As the dark turns to light we are celebrating our health care victories with a permanent spot for updates and invites to comment on the Universal Health Care Commission meeting! 

Thanks to your support, all eyes are on Washington State as we move towards publicly funded and administered state-based healthcare!  

2021 has produced a bumper for health care legislative victories in Washington.  Beginning with the UHCC, they include the creation of health equity zones, increasing affordability of standardized plans on the Health Benefit Exchange, producing/distributing/purchasing generic drugs and insulin,  and the Health Systems Transparency Board. 

Our December issue highlights our annual meeting with a big thank you to Marcia Stedman for her exemplary leadership over the past five years, and a hearty welcome to our new President Ronnie Shure. We would also like to thank Dr. Kemble for explaining in great detail how shifting of risk profitizes our healthcare system. 

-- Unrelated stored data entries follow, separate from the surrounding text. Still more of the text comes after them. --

//! Wallpaper folder discovery and batch loading.
//!
//! A scan hashes every `.heic` file in a folder, reuses cached definitions
//! where possible, and decodes the rest from their extracted metadata. Files
//! are processed in parallel; one bad file never aborts the batch.

use std::fs;
use std::io;
use std::path::{Path, PathBuf};

use natord::compare;
use rayon::prelude::*;
use thiserror::Error;

use super::cache::{CacheError, DefinitionCache};
use super::metadata::{self, DefinitionError, TagMap};
use super::model::{FrameIndex, WallpaperDefinition};

/// Extensions treated as dynamic wallpaper sources.
const HEIC_EXTENSIONS: &[&str] = &["heic"];

/// Errors raised while loading a single wallpaper file.
#[derive(Debug, Error)]
pub enum LoadError {
    #[error("failed to read {}: {source}", path.display())]
    Io {
        path: PathBuf,
        #[source]
        source: io::Error,
    },

    #[error("invalid metadata for {}: {source}", path.display())]
    Metadata {
        path: PathBuf,
        #[source]
        source: serde_json::Error,
    },

    #[error(transparent)]
    Definition(#[from] DefinitionError),

    #[error(transparent)]
    Cache(#[from] CacheError),
}

/// Supplies the raw tags of an image, standing in for the metadata extractor.
pub trait MetadataSource: Send + Sync {
    /// Returns the tags of `image`.
    ///
    /// # Errors
    ///
    /// Returns a [`LoadError`] when the tags cannot be obtained.
    fn read_tags(&self, image: &Path) -> Result<TagMap, LoadError>;
}

/// Reads extractor JSON saved next to each image as `<file>.json`.
#[derive(Debug, Clone, Copy, Default)]
pub struct SidecarMetadata;

impl SidecarMetadata {
    /// Returns the sidecar location for `image` (`Mojave.heic` -> `Mojave.heic.json`).
    #[must_use]
    pub fn sidecar_path(image: &Path) -> PathBuf {
        let mut name = image.file_name().unwrap_or_default().to_os_string();
        name.push(".json");
        image.with_file_name(name)
    }
}

impl MetadataSource for SidecarMetadata {
    fn read_tags(&self, image: &Path) -> Result<TagMap, LoadError> {
        let path = Self::sidecar_path(image);
        let text = fs::read_to_string(&path).map_err(|source| LoadError::Io { path: path.clone(), source })?;
        TagMap::from_extractor_json(&text).map_err(|source| LoadError::Metadata { path, source })
    }
}

/// Returns `true` if the path has a `.heic` extension (case-insensitive).
#[must_use]
pub fn is_heic_file(path: &Path) -> bool {
    path.extension()
        .and_then(|ext| ext.to_str())
        .is_some_and(|ext| HEIC_EXTENSIONS.contains(&ext.to_lowercase().as_str()))
}

/// Lists the `.heic` files of a directory in natural order.
#[must_use]
pub fn list_heic_files(dir: &Path) -> Vec<PathBuf> {
    let Ok(entries) = fs::read_dir(dir) else {
        return Vec::new();
    };

    let mut files: Vec<PathBuf> = entries
        .flatten()
        .map(|entry| entry.path())
        .filter(|path| path.is_file() && is_heic_file(path))
        .collect();
    files.sort_by(|a, b| compare(a.to_string_lossy().as_ref(), b.to_string_lossy().as_ref()));
    files
}

/// Location of a rasterized frame inside the data directory.
#[must_use]
pub fn frame_path(data_dir: &Path, content_hash: &str, frame: FrameIndex) -> PathBuf {
    data_dir.join(content_hash).join(format!("frame-{frame}.jpg"))
}

/// A definition together with the file it was loaded for.
#[derive(Debug, Clone, PartialEq)]
pub struct LoadedWallpaper {
    pub path: PathBuf,
    pub definition: WallpaperDefinition,
    pub from_cache: bool,
}

/// A file that could not be loaded.
#[derive(Debug, Clone, PartialEq, Eq)]
pub struct LoadFailure {
    pub path: PathBuf,
    pub message: String,
}

/// Outcome of [`WallpaperLibrary::scan`].
#[derive(Debug, Clone, Default, PartialEq)]
pub struct ScanReport {
    pub wallpapers: Vec<LoadedWallpaper>,
    pub failures: Vec<LoadFailure>,
}

impl ScanReport {
    #[must_use]
    pub fn cache_hits(&self) -> usize { self.wallpapers.iter().filter(|w| w.from_cache).count() }
}

/// Loads definitions through the cache, decoding only on a miss.
#[derive(Debug, Clone)]
pub struct WallpaperLibrary<S = SidecarMetadata> {
    cache: DefinitionCache,
    source: S,
}

impl<S: MetadataSource> WallpaperLibrary<S> {
    #[must_use]
    pub const fn new(cache: DefinitionCache, source: S) -> Self { Self { cache, source } }

    #[must_use]
    pub const fn cache(&self) -> &DefinitionCache { &self.cache }

    /// Loads one file: cache hit by content hash, else decode and store.
    ///
    /// A failed store is logged and does not fail the load.
    ///
    /// # Errors
    ///
    /// Returns a [`LoadError`] when the file cannot be hashed, its tags cannot
    /// be read, or they do not describe a dynamic wallpaper.
    pub fn load_file(&self, path: &Path) -> Result<LoadedWallpaper, LoadError> {
        let hash = metadata::hash_file(path).map_err(|source| LoadError::Io { path: path.to_path_buf(), source })?;

        if let Some(definition) = self.cache.load(&hash)? {
            return Ok(LoadedWallpaper { path: path.to_path_buf(), definition, from_cache: true });
        }

        let tags = self.source.read_tags(path)?;
        let filename = path.file_name().map(|name| name.to_string_lossy().into_owned()).unwrap_or_default();
        let definition = metadata::decode_definition(&tags, hash, filename)?;

        if let Err(err) = self.cache.store(&definition) {
            tracing::warn!(path = %path.display(), error = %err, "failed to cache wallpaper definition");
        }

        Ok(LoadedWallpaper { path: path.to_path_buf(), definition, from_cache: false })
    }

    /// Loads every `.heic` file in `dir` in parallel.
    #[must_use]
    pub fn scan(&self, dir: &Path) -> ScanReport {
        let files = list_heic_files(dir);
        let results: Vec<_> = files.par_iter().map(|path| (path, self.load_file(path))).collect();

        let mut report = ScanReport::default();
        for (path, result) in results {
            match result {
                Ok(wallpaper) => report.wallpapers.push(wallpaper),
                Err(err) => {
                    tracing::warn!(path = %path.display(), error = %err, "skipping wallpaper");
                    report.failures.push(LoadFailure { path: path.clone(), message: err.to_string() });
                }
            }
        }

        tracing::info!(
            dir = %dir.display(),
            loaded = report.wallpapers.len(),
            cached = report.cache_hits(),
            failed = report.failures.len(),
            "scanned wallpaper folder"
        );
        report
    }
}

We are pleased to announce that we were able to reach our fundraising goal of $12,000 thanks to you. 

We would like to thank each and every one of you for supporting our work. 

And off we go merrily into the holiday season and a brand new year!


The purpose of the Universal Health Care Commission is to create immediate and impactful change in Washington’s health care delivery system and to prepare for a unified financing system that makes healthcare more accessible and affordable for all Washington residents.

Click here to sign up for UHCC announcements.

What’s the role of the commission?

The purpose of the commission is to:

  • Make the health care system more accessible by increasing access to quality, affordable health care.
  • Prepare the state for the creation of a health care system that provides coverage and access for all Washington residents:
    • Through a unified financing system.

    • Once the federal government approves this new health care system.

The next meeting of the Commission is Jan. 4th. Click here to join. The meeting will focus on the adoption of the charter for their work. This is a chance for the Commissioners to hear your comments. If you missed the first meeting of the Commission here is the link to the recording.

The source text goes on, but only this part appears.